Suborder of harvestmen/daddy longlegs

The Eupnoi are a suborder of harvestmen, with more than 200 genera, and about 1,700 described species.

They consist of two superfamilies, the Phalangioidea with many long-legged species common to northern temperate regions, and the small group Caddoidea, which have prominent eyes and spiny pedipalps.

Examples of this suborder include Hadrobunus grandis (Sclerosomatidae), Phalangium opilio and Dicranopalpus ramosus (Phalangiidae).

==Distribution==
Caddoidea are mostly found in temperate zones of both hemispheres; however, they are known from the Palearctic only from Japan, and from Baltic amber (about 40 million years old). One species known from Japan is also found in North America, where several more species are found. Other species occur in Southern South America, Venezuela, New Zealand and Australia.

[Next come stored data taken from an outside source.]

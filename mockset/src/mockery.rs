// vim: tw=80
//! The boundary between mock objects and the expectation engine.

use std::{cell::RefCell, rc::Rc};
use tracing::{debug, trace, warn};

use crate::{
    action::{Action, InvocationResult},
    builder::ExpectationGroupBuilder,
    error::Error,
    expectation::Expectation,
    group::ExpectationGroup,
    invocation::{Invocation, MockObject, TypeInfo, Value}
};

/// Accepts the invocations intercepted by mock objects.
///
/// A mock object converts each call made on it into an [`Invocation`],
/// dispatches it, and converts the result back into the method's return
/// type.
pub trait Dispatch {
    fn dispatch(&self, invocation: Invocation) -> InvocationResult;
}

/// The context of a single test.
///
/// It names mock objects, owns their expectations, dispatches invocations to
/// the expectations and finally verifies them.
///
/// # Examples
/// ```
/// # use mockset::*;
/// struct MockTurtle<'a> {
///     mockery: &'a Mockery,
///     object: MockObject
/// }
///
/// impl<'a> MockTurtle<'a> {
///     fn heading(&self) -> u32 {
///         let invocation = Invocation::new(&self.object, "heading")
///             .returns(ReturnType::of::<u32>());
///         self.mockery.dispatch_as::<u32>(invocation).unwrap_or_default()
///     }
/// }
///
/// let mockery = Mockery::new();
/// let turtle = MockTurtle {
///     mockery: &mockery,
///     object: mockery.mock("turtle").unwrap()
/// };
/// let mut builder = ExpectationGroupBuilder::new();
/// builder.one().of(&turtle.object).method("heading")
///     .will(return_value(90u32));
/// mockery.checking(builder).unwrap();
///
/// assert_eq!(90, turtle.heading());
/// mockery.assert_is_satisfied();
/// ```
#[derive(Default)]
pub struct Mockery {
    expectations: RefCell<ExpectationGroup>,
    names: RefCell<Vec<Rc<str>>>,
    default_action: RefCell<Option<Rc<dyn Action>>>,
    /// The first engine error reported to any mock object
    first_error: RefCell<Option<Error>>,
}

impl Mockery {
    pub fn new() -> Self {
        Self::default()
    }

    /// Create a new mock object identity.
    ///
    /// Every mock object of a `Mockery` must have a distinct name.
    pub fn mock<S: Into<Rc<str>>>(&self, name: S) -> Result<MockObject, Error>
    {
        let name = name.into();
        let mut names = self.names.borrow_mut();
        if names.contains(&name) {
            warn!(%name, "Duplicate mock object name");
            return Err(Error::Malformed(format!(
                "a mock object named {} already exists", name)));
        }
        let object = MockObject::new(names.len(), name.clone());
        names.push(name);
        Ok(object)
    }

    /// What expectations registered from now on do if they weren't told to do
    /// anything else.
    ///
    /// Defaults set on the builders take precedence.
    pub fn set_default_action<A: Action + 'static>(&self, action: A) {
        *self.default_action.borrow_mut() = Some(Rc::new(action));
    }

    /// Register the expectations specified by `builder`.
    pub fn checking(&self, builder: ExpectationGroupBuilder)
        -> Result<(), Error>
    {
        let mut group = builder.to_expectation()?;
        if let Some(action) = self.default_action.borrow().clone() {
            group.set_default_action(action);
        }
        let mut expectations = self.expectations.try_borrow_mut()
            .map_err(|_| Error::Malformed("cannot add expectations while an \
                invocation is being dispatched".to_string()))?;
        expectations.add(group);
        Ok(())
    }

    /// Dispatch `invocation` and downcast the result to `T`.
    pub fn dispatch_as<T: Value + Clone>(&self, invocation: Invocation)
        -> Result<T, Error>
    {
        let value = self.dispatch(invocation)?;
        match (*value).downcast_ref::<T>() {
            Ok(v) => Ok(v.clone()),
            Err(_) => Err(Error::ReturnType {
                expected: TypeInfo::of::<T>(),
                actual: (*value).value_type()
            })
        }
    }

    /// Check that every registered expectation has been satisfied.
    ///
    /// If any invocation was unexpected, that is reported first, even if the
    /// code under test ignored the error.
    pub fn verify(&self) -> Result<(), Error> {
        if let Some(e) = self.first_error.borrow().clone() {
            debug!(%e, "Verification failed");
            return Err(e);
        }
        let expectations = self.expectations.try_borrow()
            .map_err(|_| Error::Malformed("cannot verify while expectations \
                are being modified".to_string()))?;
        expectations.verify().map_err(|e| {
            debug!(%e, "Verification failed");
            e
        })
    }

    /// Like [`verify`](Mockery::verify), but panic on failure.
    ///
    /// # Panics
    ///
    /// If any expectation is unsatisfied or any invocation was unexpected.
    pub fn assert_is_satisfied(&self) {
        if let Err(e) = self.verify() {
            panic!("{}", e);
        }
    }

    /// Verify all expectations, then forget them.
    ///
    /// Mock objects remain valid and new expectations may be registered
    /// afterwards.  The expectations are forgotten even if verification
    /// fails.
    pub fn checkpoint(&self) -> Result<(), Error> {
        let result = self.verify();
        let mut expectations = self.expectations.try_borrow_mut()
            .map_err(|_| Error::Malformed("cannot checkpoint while an \
                invocation is being dispatched".to_string()))?;
        expectations.clear();
        *self.first_error.borrow_mut() = None;
        result
    }

    fn record(&self, error: &Error) {
        let mut first_error = self.first_error.borrow_mut();
        if first_error.is_none() {
            *first_error = Some(error.clone());
        }
    }
}

impl Dispatch for Mockery {
    fn dispatch(&self, invocation: Invocation) -> InvocationResult {
        trace!(%invocation, "Dispatching");
        let result = match self.expectations.try_borrow() {
            Ok(expectations) if expectations.matches(&invocation) =>
                expectations.invoke(&invocation),
            Ok(expectations) => {
                let mut report = Vec::new();
                expectations.explain_mismatch(&invocation, &mut report);
                Err(Error::unexpected(&invocation, report))
            },
            Err(_) => Err(Error::Malformed("cannot dispatch while expectations \
                are being modified".to_string()))
        };
        let result = result.and_then(|value| {
            let expected = invocation.return_type().info();
            let actual = (*value).value_type();
            if expected == actual {
                Ok(value)
            } else {
                Err(Error::ReturnType{expected, actual})
            }
        });
        if let Err(e) = &result {
            if !e.is_thrown() {
                debug!(%e, "Invocation failed");
                self.record(e);
            }
        }
        result
    }
}
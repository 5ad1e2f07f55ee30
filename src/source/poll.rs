//! Periodic `stat()` polling.

use crate::error::{SetupError, SourceError};
use crate::prelude::debug;
use crate::source::{EventSender, SourceFuture, WatchSource};
use std::path::{Path, PathBuf};
use std::sync::Arc;
use std::time::{Duration, SystemTime};
use tokio::time::{interval, MissedTickBehavior};

#[derive(Debug, Clone, Copy, Eq, PartialEq)]
enum PollMode {
    Stat,
    EveryTick,
}

/// Requests reloads on a fixed interval.
///
/// By default a reload is requested only when the size or modification time
/// reported by `stat()` differs from the previous tick. This follows symlinks,
/// so a swapped link target is noticed too. With
/// [`reload_every_tick`](Self::reload_every_tick) every tick requests a reload,
/// which is useful on file systems without reliable timestamps.
#[derive(Debug, Clone)]
pub struct PollSource {
    path: PathBuf,
    period: Duration,
    mode: PollMode,
}

impl PollSource {
    /// Creates a source polling `path` every `period`.
    pub fn new(path: impl Into<PathBuf>, period: Duration) -> Self {
        Self {
            path: path.into(),
            period,
            mode: PollMode::Stat,
        }
    }

    /// Requests a reload on every tick instead of comparing `stat()` results.
    #[must_use]
    pub fn reload_every_tick(mut self) -> Self {
        self.mode = PollMode::EveryTick;
        self
    }

    /// Returns the polled path.
    pub fn path(&self) -> &Path {
        &self.path
    }

    /// Returns the polling period.
    pub fn period(&self) -> Duration {
        self.period
    }
}

impl WatchSource for PollSource {
    fn attach(self: Box<Self>, events: EventSender) -> Result<SourceFuture, SetupError> {
        if self.period.is_zero() {
            return Err(SetupError::custom(ZeroPeriod));
        }
        Ok(Box::pin(poll_loop(*self, events)))
    }
}

#[derive(Debug, thiserror::Error)]
#[error("poll period must be greater than zero")]
struct ZeroPeriod;

#[derive(Debug, Clone, Copy, Eq, PartialEq)]
struct Fingerprint {
    len: u64,
    modified: Option<SystemTime>,
}

fn fingerprint(path: &Path) -> Result<Fingerprint, SourceError> {
    let meta = std::fs::metadata(path).map_err(|e| SourceError::Stat {
        path: path.to_path_buf(),
        source: Arc::new(e),
    })?;
    Ok(Fingerprint {
        len: meta.len(),
        modified: meta.modified().ok(),
    })
}

async fn poll_loop(source: PollSource, events: EventSender) -> Result<(), SourceError> {
    let mut last = match source.mode {
        PollMode::Stat => Some(fingerprint(&source.path)?),
        PollMode::EveryTick => None,
    };

    let mut ticker = interval(source.period);
    ticker.set_missed_tick_behavior(MissedTickBehavior::Delay);
    // The first tick completes immediately; the initial state is already known.
    ticker.tick().await;

    loop {
        tokio::select! {
            biased;
            () = events.cancelled() => return Ok(()),
            _ = ticker.tick() => {}
        }

        let due = match source.mode {
            PollMode::EveryTick => true,
            PollMode::Stat => {
                let current = fingerprint(&source.path)?;
                let changed = last != Some(current);
                last = Some(current);
                changed
            }
        };

        if due {
            debug!("Poll of {} requests a reload", source.path.display());
            if !events.reload().await {
                return Ok(());
            }
        }
    }
}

Neopilionidae show a Gondwanan distribution, with species found in South America, South Africa and Australia.

Sclerosomatidae are divided into several subfamilies, with Gagrellinae found in the Indo-Malayan and neotropical region, Gyinae at high elevations in the Caucasus, Alps and Nepal, Leiobuninae in the holarctic region down to Costa Rica, and Sclerosomatinae only in the Palearctic.

In the Phalangiidae, the Phalangiinae are most diverse in the Mediterranean, with several endemic genera in nearby coastal Africa. Although there are several Phalangiinae in the Nearctic, they are all introduced. Opilioninae are mostly palearctic, with a few species found in Southeast Asia. Oligolophinae are holarctic, with most species found in Europe. Platybuninae are also found from Europe to the Caucasus, with one find from Sumatra.

==Relationships==
Two different views exist at the moment: in the traditional view Eupnoi and Dyspnoi form a clade, with Laniatores as a sister group; however recently it has been proposed that Eupnoi are sister to a clade formed by Dyspnoi and Laniatores.

==Systematics==
Although the two recognized superfamilies Caddoidea and Phalangoidea are probably monophyletic, the limits of families and subfamilies are uncertain in many cases, and are in urgent need of further study.

Genus and species numbers are approximate for after 2020.

- Caddoidea
  - Caddidae (1 genus)
- Phalangioidea
  - Globipedidae (6 genera)
  - Neopilionidae (19 genera)
  - Phalangiidae (about 50 genera)
  - Protolophidae
  - Sclerosomatidae (about 150 genera)
  - - Hesperopilio (1 genus, unplaced to family)

The supposed family "Stygophalangiidae", with its sole described species Stygophalangium karamani Oudemans, 1933 from former Yugoslavia is not a harvestman, but very likely a species of mite.
For Monoscutidae, See transfer to the Neopilionidae Enantiobuninae by Taylor (2011).